Lies, Damned Lies, and Open Data
Governments are releasing more information than ever. But now we have to face new kinds of political debates.
Photo by Logan Mock-Bunting/Getty Images.
This article arises from Future Tense, a partnership of Slate, the New America Foundation, and Arizona State University. On Sept. 6, Future Tense joined Aventura Capital Partners in Mexico City to host a conference on the “mobile city,” exploring how to make government information freely available to the public.
We are winning—for the moment—the battle for open government data. Everywhere one looks, governments at the local, state, national, and international levels are working toward launching open data portals that share, in a structured format that companies, nonprofits, and developers can reuse, information like budgets, product recalls, factory pollution levels, and crime data. Even Saudi Arabia—a country whose records in accountability, human rights, and transparency are dubious—has an open-data portal.
For many of us who have campaigned for the right to access and reuse government information, it would be easy to pause and relish the sweet victory. We have the ammunition, so now, believe the most techno-utopian advocates, open data will fundamentally change politics—depoliticizing debates and eliminating irresponsible positions.
But that would be a mistake.
Now we must renew the much larger battle over the role of evidence in public policy. On the surface, the open data movement was about who could access and use government data. It rested on the idea that data was as much a public asset as a highway, bridge, or park and so should be made available to those who paid for its creation and curation: taxpayers. But contrary to the hopes of some advocates, improving public access to data—that is, access to the evidence upon which public policy is going to be constructed—does not magically cause governments’, and politicians’, desire for control to evaporate. Quite the opposite. Open data will not depoliticize debate. It will force citizens, and governments, to realize how politicized data is, and always has been.
Governments, lobbyists, and other vested interests have always tried to shape public perception to their advantage through data—hence the line about “lies, damned lies, and statistics.” Our future will not be filled with a greater consensus on how to solve problems but by new debates over what, how, and why data are collected in service of public discourse. These political fights will be painful and they will matter. A lot.
As accessibility becomes less politicized, how governments collect data will become the new political battlefield. The most relevant “open” U.S. government data set may be the census. The grand history of disputes over its seemingly benign numbers—what questions to ask, what methodologies to use, what to do about the information—is emblematic of the bickering on the horizon. The census is so contentious because the stakes are so high: Its results determine seat counts in Congress, as well as how more than $400 billion in federal and state funds are allocated. Yet the numbers have long been plagued by inaccuracies. The 1990 census failed to include an estimated 8 million immigrants and urban minorities while double-counting roughly 4 million white Americans.
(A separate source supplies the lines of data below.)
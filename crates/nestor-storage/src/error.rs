//! Error taxonomy for the partition, index, storage and consumer layers.

use std::path::PathBuf;
use thiserror::Error;

/// Errors surfaced at the boundary of this crate.
#[derive(Debug, Error)]
pub enum StorageError {
    /// Magic mismatch, torn tail record, non-numeric length prefix,
    /// unparseable document, or an HMAC mismatch on an index header.
    #[error("corrupt file at {path}: {reason}")]
    CorruptFile { path: PathBuf, reason: String },

    /// `readFrom(pos, expectedSize)` where the expected and actual frame
    /// sizes disagree — signals caller-side bug or index/log drift.
    #[error("expected frame of {expected} bytes at offset {offset}, found {actual}")]
    InvalidDataSize {
        offset: u32,
        expected: u32,
        actual: u32,
    },

    /// Another writer already owns the exclusive lock for this storage.
    #[error("storage at {path} is locked by another writer")]
    StorageLocked { path: PathBuf },

    /// Invalid range bounds passed to `readRange` / `Index::range`. Raised
    /// on first advance of the returned sequence, not at the call site.
    #[error("invalid range [{from}, {until}] against length {length}")]
    Range {
        from: i64,
        until: i64,
        length: u32,
    },

    /// An operation requiring an open partition, index or storage was
    /// attempted while it was closed.
    #[error("{what} is not open")]
    NotOpen { what: &'static str },

    /// `Consumer::set_state` was called from outside a document-handling
    /// callback.
    #[error("set_state called outside of a document handler")]
    StateMutation,

    /// An index file's stored matcher metadata is present but its HMAC
    /// could not be validated against the caller's secret — a narrower
    /// case of `CorruptFile` callers frequently want to match on
    /// specifically.
    #[error("HMAC validation failed for index at {path}")]
    HmacMismatch { path: PathBuf },

    /// The caller supplied a matcher to `ensureIndex` that does not agree
    /// with the matcher already persisted in the index's header.
    #[error("matcher supplied for index {name:?} does not match its stored metadata")]
    MatcherMismatch { name: String },

    #[error("I/O error at {path}: {source}")]
    Io {
        path: PathBuf,
        #[source]
        source: std::io::Error,
    },
}

impl StorageError {
    pub(crate) fn io(path: impl Into<PathBuf>, source: std::io::Error) -> Self {
        Self::Io {
            path: path.into(),
            source,
        }
    }
}

pub type Result<T> = std::result::Result<T, StorageError>;
impl Storage {
    /// Opens (creating if absent) a storage at `options.data_directory`,
    /// acquiring the exclusive writer lock.
    ///
    /// # Errors
    /// [`StorageError::StorageLocked`] if another process already holds
    /// the writer lock for this data directory.
    pub fn open(
        options: StorageOptions,
        serializer: Arc<dyn Serializer>,
        partitioner: Option<Partitioner>,
        hmac_secret: Option<Vec<u8>>,
    ) -> Result<Self> {
        std::fs::create_dir_all(&options.data_directory)
            .map_err(|e| StorageError::io(&options.data_directory, e))?;
        std::fs::create_dir_all(options.effective_index_directory())
            .map_err(|e| StorageError::io(options.effective_index_directory(), e))?;

        let writer_lock = WriterLock::acquire(&options.data_directory)?;
        let partition_names = load_partition_names(&partitions_sidecar_path(&options))?;

        let index_options = IndexOptions {
            hmac_secret: hmac_secret.clone(),
            sync_on_write: options.sync_on_flush,
        };
        let primary_index = Index::open(primary_index_path(&options), PRIMARY_INDEX_NAME, None, index_options)?;

        Ok(Self {
            options,
            _writer_lock: writer_lock,
            serializer,
            partitioner: partitioner.unwrap_or_else(default_partitioner),
            hmac_secret,
            partitions: HashMap::new(),
            partition_names,
            primary_index,
            secondary_indexes: HashMap::new(),
            events: EventBus::default(),
            open: true,
        })
    }

    #[must_use]
    pub fn subscribe(&self) -> tokio::sync::broadcast::Receiver<StorageEvent> {
        self.events.subscribe()
    }

    #[must_use]
    pub fn is_open(&self) -> bool {
        self.open
    }

    #[must_use]
    pub fn length(&self) -> u32 {
        self.primary_index.length()
    }

    fn ensure_open(&self, what: &'static str) -> Result<()> {
        if self.open {
            Ok(())
        } else {
            Err(StorageError::NotOpen { what })
        }
    }

    fn resolve_partition_id(&mut self, name: &str) -> Result<PartitionId> {
        if let Some(pos) = self.partition_names.iter().position(|n| n == name) {
            return Ok(PartitionId::new(pos as u32));
        }
        self.partition_names.push(name.to_string());
        save_partition_names(&partitions_sidecar_path(&self.options), &self.partition_names)?;
        let id = PartitionId::new(self.partition_names.len() as u32 - 1);
        self.events.emit(StorageEvent::PartitionCreated { id });
        Ok(id)
    }

    /// Opens (or returns the cached handle to) the partition named `name`,
    /// creating it if this is the first document routed there.
    pub fn get_partition(&mut self, name: &str) -> Result<&mut Partition> {
        self.ensure_open("get partition")?;
        let id = self.resolve_partition_id(name)?;
        self.get_or_open_partition(id)
    }

    fn get_or_open_partition(&mut self, id: PartitionId) -> Result<&mut Partition> {
        if !self.partitions.contains_key(&id) {
            let path = partition_file_path(&self.options, id);
            let partition = Partition::open(id, path, partition_options(&self.options))?;
            self.partitions.insert(id, partition);
        }
        Ok(self.partitions.get_mut(&id).expect("just inserted"))
    }

    /// Serializes and appends `document`, routing it to a partition via
    /// the configured partitioner, recording its primary index entry, and
    /// evaluating every registered secondary index. `callback` is queued on
    /// the partition and fires once its write buffer is actually flushed
    /// (immediately, if the partition has no buffering configured).
    /// Returns the new document's 1-based number.
    pub fn write(&mut self, document: Document, callback: Option<Box<dyn FnOnce() + Send>>) -> Result<DocumentNumber> {
        self.ensure_open("storage write")?;

        let bytes = self.serializer.serialize(&document);
        let partition_name = (self.partitioner)(&document);
        let partition_id = self.resolve_partition_id(&partition_name)?;

        let partition = self.get_or_open_partition(partition_id)?;
        let position = partition.write(&bytes, callback)?;

        let number = DocumentNumber::new(self.primary_index.length() + 1);
        let entry = Entry {
            number,
            position: ByteOffset::from(position),
            size: bytes.len() as u32,
            partition: partition_id,
        };
        self.primary_index.add(entry)?;

        self.events.emit(StorageEvent::Wrote {
            document: document.clone(),
            entry,
            position: number,
        });

        for (name, (index, matcher)) in &mut self.secondary_indexes {
            if matches(&document, matcher.as_ref()) {
                index.add(entry)?;
                self.events.emit(StorageEvent::IndexAdd {
                    name: name.clone(),
                    number,
                    document: document.clone(),
                });
            }
        }

        Ok(number)
    }

    /// Reads the document recorded as `number`, or `None` if it has been
    /// truncated away or never existed.
    pub fn read(&mut self, number: DocumentNumber) -> Result<Option<Document>> {
        self.ensure_open("storage read")?;
        let Some(entry) = self.primary_index.get(number.as_u32())? else {
            return Ok(None);
        };
        self.read_entry(&entry)
    }

    fn read_entry(&mut self, entry: &Entry) -> Result<Option<Document>> {
        let partition = self.get_or_open_partition(entry.partition)?;
        let Some(bytes) = partition.read_from(entry.position.as_u32(), Some(framed_len(entry.size)))? else {
            return Ok(None);
        };
        let document = self.serializer.deserialize(&bytes).map_err(|reason| StorageError::CorruptFile {
            path: partition.path().to_path_buf(),
            reason,
        })?;
        Ok(Some(document))
    }

    /// A lazy, finite sequence of documents over the inclusive 1-based
    /// range `[from, until]` of global document numbers. Negative bounds
    /// count back from the end; `from > until` (after normalization)
    /// iterates in reverse. `until` defaults to the storage's current
    /// length when omitted. An out-of-bounds range raises
    /// [`StorageError::Range`] on the sequence's first advance, not here.
    #[must_use]
    pub fn read_range(&mut self, from: i64, until: Option<i64>) -> DocumentRangeIter<'_> {
        let until = until.unwrap_or_else(|| i64::from(self.primary_index.length()));
        DocumentRangeIter {
            storage: self,
            selector: IndexSelector::Primary,
            state: DocumentRangeState::Pending { from, until },
        }
    }

    /// Reads the document at local position `number` within the named
    /// secondary index, rather than by global document number. A
    /// secondary index's own positions are 1-based and dense (1, 2, 3,
    /// ... over only the documents it accepted), distinct from the
    /// primary document number stored inside each of its entries.
    pub fn read_indexed(&mut self, index_name: &str, number: u32) -> Result<Option<Document>> {
        self.ensure_open("storage read indexed")?;
        let entry = {
            let (index, _) = self
                .secondary_indexes
                .get_mut(index_name)
                .ok_or(StorageError::NotOpen { what: "named index" })?;
            index.get(number)?
        };
        let Some(entry) = entry else {
            return Ok(None);
        };
        self.read_entry(&entry)
    }

    /// A lazy, finite sequence of documents over the inclusive 1-based
    /// local-position range `[from, until]` within the named secondary
    /// index. Same negative/reverse/deferred-error semantics as
    /// [`Self::read_range`]; `until` defaults to the index's current
    /// length when omitted.
    #[must_use]
    pub fn read_range_indexed(&mut self, index_name: &str, from: i64, until: Option<i64>) -> DocumentRangeIter<'_> {
        let length = self
            .secondary_indexes
            .get(index_name)
            .map_or(0, |(index, _)| index.length());
        let until = until.unwrap_or_else(|| i64::from(length));
        DocumentRangeIter {
            storage: self,
            selector: IndexSelector::Secondary(index_name.to_string()),
            state: DocumentRangeState::Pending { from, until },
        }
    }

    /// Current length of the named secondary index.
    pub fn secondary_index_length(&self, index_name: &str) -> Result<u32> {
        self.secondary_indexes
            .get(index_name)
            .map(|(index, _)| index.length())
            .ok_or(StorageError::NotOpen { what: "named index" })
    }

    /// The canonical path for a consumer cursor file tailing `index_name`,
    /// identified by `identifier` (distinguishing multiple independent
    /// consumers of the same index).
    #[must_use]
    pub fn consumer_cursor_path(&self, index_name: &str, identifier: &str) -> PathBuf {
        self.options
            .effective_index_directory()
            .join("consumers")
            .join(format!("{}.{index_name}.{identifier}", self.options.storage_file))
    }

    fn index_options(&self) -> IndexOptions {
        IndexOptions {
            hmac_secret: self.hmac_secret.clone(),
            sync_on_write: self.options.sync_on_flush,
        }
    }

    /// Creates the named secondary index if it does not already exist
    /// (emitting [`StorageEvent::IndexCreated`]) and backfills every
    /// already-written document it missed while absent.
    ///
    /// # Errors
    /// [`StorageError::MatcherMismatch`] if an existing index on disk was
    /// created with a different matcher.
    pub fn ensure_index(&mut self, name: &str, matcher: Option<Matcher>) -> Result<()> {
        self.ensure_open("ensure index")?;
        let path = secondary_index_path(&self.options, name);
        let existed = path.exists();
        let mut index = Index::open(path, name, matcher.as_ref(), self.index_options())?;

        if !existed {
            self.events.emit(StorageEvent::IndexCreated { name: name.to_string() });
        }

        let already_indexed = index.length();
        let total = self.primary_index.length();
        let backlog: Vec<Entry> = self
            .primary_index
            .bounded(already_indexed + 1, total - already_indexed)
            .collect::<Result<_>>()?;

        for primary_entry in backlog {
            if let Some(document) = self.read_entry(&primary_entry)? {
                if matches(&document, matcher.as_ref()) {
                    index.add(primary_entry)?;
                    self.events.emit(StorageEvent::IndexAdd {
                        name: name.to_string(),
                        number: primary_entry.number,
                        document,
                    });
                }
            }
        }

        self.secondary_indexes.insert(name.to_string(), (index, matcher));
        Ok(())
    }

    /// Opens an already-created secondary index without backfilling,
    /// trusting it is already caught up (the normal startup path once
    /// [`Self::ensure_index`] has run at least once).
    pub fn open_index(&mut self, name: &str, matcher: Option<Matcher>) -> Result<()> {
        self.ensure_open("open index")?;
        let path = secondary_index_path(&self.options, name);
        let index = Index::open(path, name, matcher.as_ref(), self.index_options())?;
        self.secondary_indexes.insert(name.to_string(), (index, matcher));
        Ok(())
    }

    /// Whether `document` would be accepted into the named secondary
    /// index, given its registered matcher.
    #[must_use]
    pub fn document_matches(&self, name: &str, document: &Document) -> bool {
        self.secondary_indexes
            .get(name)
            .is_some_and(|(_, matcher)| matches(document, matcher.as_ref()))
    }

    /// Discards every document numbered `number_to_keep_up_to` or later,
    /// from the primary index, every secondary index, and the underlying
    /// partition files.
    pub fn truncate(&mut self, number_to_keep_up_to: u32) -> Result<()> {
        self.ensure_open("storage truncate")?;
        let keep = number_to_keep_up_to.min(self.primary_index.length());
        let kept: Vec<Entry> = self.primary_index.bounded(1, keep).collect::<Result<_>>()?;

        let mut partition_boundary: HashMap<PartitionId, u32> = HashMap::new();
        for entry in &kept {
            let end = entry.position.as_u32() + framed_len(entry.size);
            partition_boundary
                .entry(entry.partition)
                .and_modify(|b| *b = (*b).max(end))
                .or_insert(end);
        }

        let prev_length = self.primary_index.length();
        self.primary_index.truncate(keep)?;
        self.events.emit(StorageEvent::Truncate {
            prev_length,
            new_length: keep,
        });

        for (index, _) in self.secondary_indexes.values_mut() {
            let mut new_len = index.length();
            while new_len > 0 {
                match index.get(new_len)? {
                    Some(e) if e.number.as_u32() > keep => new_len -= 1,
                    _ => break,
                }
            }
            index.truncate(new_len)?;
        }

        for (partition_id, boundary) in partition_boundary {
            if let Some(partition) = self.partitions.get_mut(&partition_id) {
                partition.truncate(i64::from(boundary))?;
            }
        }

        Ok(())
    }

    /// Flushes every open partition's write buffer.
    pub fn flush(&mut self) -> Result<()> {
        for partition in self.partitions.values_mut() {
            partition.flush()?;
        }
        Ok(())
    }

    pub fn close(&mut self) -> Result<()> {
        if !self.open {
            return Ok(());
        }
        self.flush()?;
        for partition in self.partitions.values_mut() {
            partition.close()?;
        }
        self.primary_index.close()?;
        for (index, _) in self.secondary_indexes.values_mut() {
            index.close()?;
        }
        self.open = false;
        Ok(())
    }
}
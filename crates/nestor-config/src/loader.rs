//! Configuration loader with multi-source merging.

use crate::{Paths, StorageOptions};
use anyhow::{Context, Result};
use std::env;
use std::path::{Path, PathBuf};

/// Configuration loader with builder pattern.
pub struct ConfigLoader {
    project_dir: PathBuf,
    env_prefix: String,
}

impl ConfigLoader {
    /// Create a new config loader with default project directory (current dir).
    pub fn new() -> Self {
        Self {
            project_dir: env::current_dir().unwrap_or_else(|_| PathBuf::from(".")),
            env_prefix: "NESTOR".to_string(),
        }
    }

    /// Set the project directory.
    pub fn with_project_dir(mut self, dir: impl AsRef<Path>) -> Self {
        self.project_dir = dir.as_ref().to_path_buf();
        self
    }

    /// Set the environment variable prefix (default: "NESTOR").
    pub fn with_env_prefix(mut self, prefix: impl Into<String>) -> Self {
        self.env_prefix = prefix.into();
        self
    }

    /// Load configuration from all sources with proper precedence.
    pub fn load(self) -> Result<StorageOptions> {
        let mut builder = config::Config::builder();

        // 1. Start with built-in defaults.
        let defaults = StorageOptions::default();
        builder = builder.add_source(config::Config::try_from(&defaults)?);

        // 2. User config (~/.config/nestor/config.toml).
        let paths = Paths::new();
        if let Ok(user_config_file) = paths.user_config_file() {
            if user_config_file.exists() {
                builder = builder.add_source(
                    config::File::from(user_config_file)
                        .required(false)
                        .format(config::FileFormat::Toml),
                );
            }
        }

        // 3. Project config (nestor.toml).
        let project_config_file = Paths::project_config_file(&self.project_dir);
        if project_config_file.exists() {
            builder = builder.add_source(
                config::File::from(project_config_file)
                    .required(false)
                    .format(config::FileFormat::Toml),
            );
        }

        // 4. Local config (nestor.local.toml, gitignored).
        let local_config_file = Paths::local_config_file(&self.project_dir);
        if local_config_file.exists() {
            builder = builder.add_source(
                config::File::from(local_config_file)
                    .required(false)
                    .format(config::FileFormat::Toml),
            );
        }

        // 5. Environment variables (NESTOR_*).
        builder = builder.add_source(
            config::Environment::with_prefix(&self.env_prefix)
                .separator("_")
                .try_parsing(true),
        );

        let config = builder.build().context("failed to build configuration")?;

        let mut options: StorageOptions = config
            .try_deserialize()
            .context("failed to deserialize configuration")?;

        options.resolve_paths(&self.project_dir);

        Ok(options)
    }

    /// Load configuration or return defaults if not found.
    pub fn load_or_default(self) -> StorageOptions {
        self.load().unwrap_or_default()
    }
}

impl Default for ConfigLoader {
    fn default() -> Self {
        Self::new()
    }
}

#[cfg(test)]
mod tests {
    use super::*;
    use std::fs;
    use tempfile::tempdir;

    #[test]
    fn test_load_defaults() {
        let temp_dir = tempdir().expect("failed to create temp dir");
        let options = ConfigLoader::new()
            .with_project_dir(temp_dir.path())
            .load()
            .expect("failed to load config");

        assert_eq!(options.storage_file, "storage");
        assert_eq!(options.read_buffer_size, 4096);
    }

    #[test]
    fn test_load_project_config() {
        let temp_dir = tempdir().expect("failed to create temp dir");
        let project_dir = temp_dir.path();

        let config_content = r#"
storage_file = "events"
write_buffer_size = 65536
sync_on_flush = true
"#;
        fs::write(project_dir.join("nestor.toml"), config_content)
            .expect("failed to write config");

        let options = ConfigLoader::new()
            .with_project_dir(project_dir)
            .load()
            .expect("failed to load config");

        assert_eq!(options.storage_file, "events");
        assert_eq!(options.write_buffer_size, 65536);
        assert!(options.sync_on_flush);
    }

    #[test]
    fn test_local_overrides() {
        let temp_dir = tempdir().expect("failed to create temp dir");
        let project_dir = temp_dir.path();

        fs::write(
            project_dir.join("nestor.toml"),
            "storage_file = \"events\"\n",
        )
        .expect("failed to write project config");

        fs::write(
            project_dir.join("nestor.local.toml"),
            "storage_file = \"events-local\"\n",
        )
        .expect("failed to write local config");

        let options = ConfigLoader::new()
            .with_project_dir(project_dir)
            .load()
            .expect("failed to load config");

        assert_eq!(options.storage_file, "events-local");
    }

    #[test]
    fn test_path_resolution() {
        let temp_dir = tempdir().expect("failed to create temp dir");
        let project_dir = temp_dir.path();

        let options = ConfigLoader::new()
            .with_project_dir(project_dir)
            .load()
            .expect("failed to load config");

        assert!(options.data_directory.is_absolute());
        assert!(options.index_directory.unwrap().is_absolute());
    }
}
//! Exclusive-writer enforcement via an OS-level file lock on a sidecar
//! file in the data directory.

use std::path::{Path, PathBuf};

use fslock::LockFile;

use crate::error::{Result, StorageError};

/// Name of the sidecar lock file, relative to the data directory.
pub const LOCK_FILE_NAME: &str = ".nestor.lock";

/// An acquired exclusive writer lock. Released on drop.
pub struct WriterLock {
    path: PathBuf,
    file: LockFile,
}

impl WriterLock {
    /// Attempts to acquire the writer lock for `data_directory`.
    ///
    /// # Errors
    /// Returns [`StorageError::StorageLocked`] if another process already
    /// holds the lock.
    pub fn acquire(data_directory: &Path) -> Result<Self> {
        let path = data_directory.join(LOCK_FILE_NAME);
        let mut file = LockFile::open(&path).map_err(|e| StorageError::io(&path, e))?;
        let acquired = file.try_lock().map_err(|e| StorageError::io(&path, e))?;
        if !acquired {
            return Err(StorageError::StorageLocked { path });
        }
        Ok(Self { path, file })
    }

    #[must_use]
    pub fn path(&self) -> &Path {
        &self.path
    }
}

impl Drop for WriterLock {
    fn drop(&mut self) {
        if let Err(err) = self.file.unlock() {
            tracing::warn!(path = %self.path.display(), error = %err, "failed to release writer lock");
        }
    }
}
impl Iterator for RangeIter<'_> {
    type Item = Result<Entry>;

    fn next(&mut self) -> Option<Self::Item> {
        if let RangeIterState::Pending { from, until } = self.state {
            let length = self.index.length();
            let normalized_from = normalize_range_bound(from, length);
            let normalized_until = normalize_range_bound(until, length);
            let in_bounds = |v: i64| v >= 1 && v <= i64::from(length);
            if !in_bounds(normalized_from) || !in_bounds(normalized_until) {
                self.state = RangeIterState::Done;
                return Some(Err(StorageError::Range { from, until, length }));
            }
            self.state = if normalized_from <= normalized_until {
                RangeIterState::Forward {
                    current: normalized_from as u32,
                    remaining: (normalized_until - normalized_from + 1) as u32,
                }
            } else {
                RangeIterState::Reverse {
                    current: normalized_from as u32,
                    remaining: (normalized_from - normalized_until + 1) as u32,
                }
            };
        }

        match self.state {
            RangeIterState::Forward { current, remaining } if remaining > 0 => {
                self.state = RangeIterState::Forward {
                    current: current + 1,
                    remaining: remaining - 1,
                };
                self.yield_entry(current)
            }
            RangeIterState::Reverse { current, remaining } if remaining > 0 => {
                self.state = RangeIterState::Reverse {
                    current: current.saturating_sub(1),
                    remaining: remaining - 1,
                };
                self.yield_entry(current)
            }
            _ => {
                self.state = RangeIterState::Done;
                None
            }
        }
    }
}
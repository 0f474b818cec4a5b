//! Ingestion pipeline orchestration.
//!
//! One ingestion run is strictly linear: fetch the batch once, persist it
//! in one transaction, report counts. A fetch failure aborts the run before
//! anything touches the store; an empty batch is a warning, not an error.

use anyhow::Result;
use sqlx::SqlitePool;

use crate::config::Config;
use crate::db;
use crate::error::Error;
use crate::fetch::{CatalogClient, FetchBatch};
use crate::store;

/// Counts reported after an ingestion run.
#[derive(Debug, Clone, Copy)]
pub struct IngestReport {
    pub fetched: u64,
    pub inserted: u64,
    pub skipped: u64,
}

/// CLI entry point for `bdx ingest <batch>`.
pub async fn run_ingest(config: &Config, batch: &str) -> Result<()> {
    let fetcher = CatalogClient::new(&config.catalog)?;
    let pool = db::connect(config).await?;
    store::initialize(&pool).await?;

    let report = ingest(&fetcher, &pool, batch).await?;

    println!("ingest \"{}\"", batch);
    println!("  fetched:  {} records", report.fetched);
    println!("  inserted: {}", report.inserted);
    println!("  skipped:  {} (already stored)", report.skipped);
    println!("ok");

    pool.close().await;
    Ok(())
}

/// Core pipeline, generic over the fetch seam so tests can stub it.
pub async fn ingest(
    fetcher: &dyn FetchBatch,
    pool: &SqlitePool,
    batch: &str,
) -> Result<IngestReport, Error> {
    if batch.is_empty() {
        return Err(Error::Input(
            "batch identifier must not be empty".to_string(),
        ));
    }

    let records = fetcher.fetch_batch(batch).await?;

    if records.is_empty() {
        eprintln!(
            "warning: no records found for batch \"{}\" — the batch may be unreleased or misspelled",
            batch
        );
    }

    let outcome = store::store_batch(pool, &records).await?;

    Ok(IngestReport {
        fetched: records.len() as u64,
        inserted: outcome.inserted,
        skipped: outcome.skipped,
    })
}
If one party is able to legislate how data are collected, subsequent battles may not matter—it can, in effect, create an “official” reality that serves a broader goal. The 1990 census became so problematic and partisan it ended up in the Supreme Court. A 1999 court ruling that statistical models and sampling could not be used to reapportion congressional seats is just a taste of what is to come as Big Data’s results come to influence even more decisions.
Equally political will be debates about not just how governments collect data, but what they choose ask. Consider the fantastic research by ViveloHoy, a local paper in Illinois' twin cities Champaign and Urbana.* It acquired five years of arrest data—via Freedom of Information Requests, not open data, unfortunately—to show that the 16 percent of African-Americans in each community accounted for 41 percent and 49 percent of all arrests—and 88 percent and 91 percent of jaywalking arrests. Why so many jaywalkers? After investigating the arrest locations, the reporters noted that many African-American neighborhoods lacked sidewalks. These data transformed anecdotal stories into something measurable—a quantification of the structural inequity and its implications.
For a window into the types of ways that data will be used politically, look north to Canada. In 2010 the Canadian government announced it would make the “long form” portion of the census—the equivalent of the American Community Survey—voluntary. As in the United States, the Canadian census shapes its allocation of resources, enabling government to be leaner and smarter by targeting programs.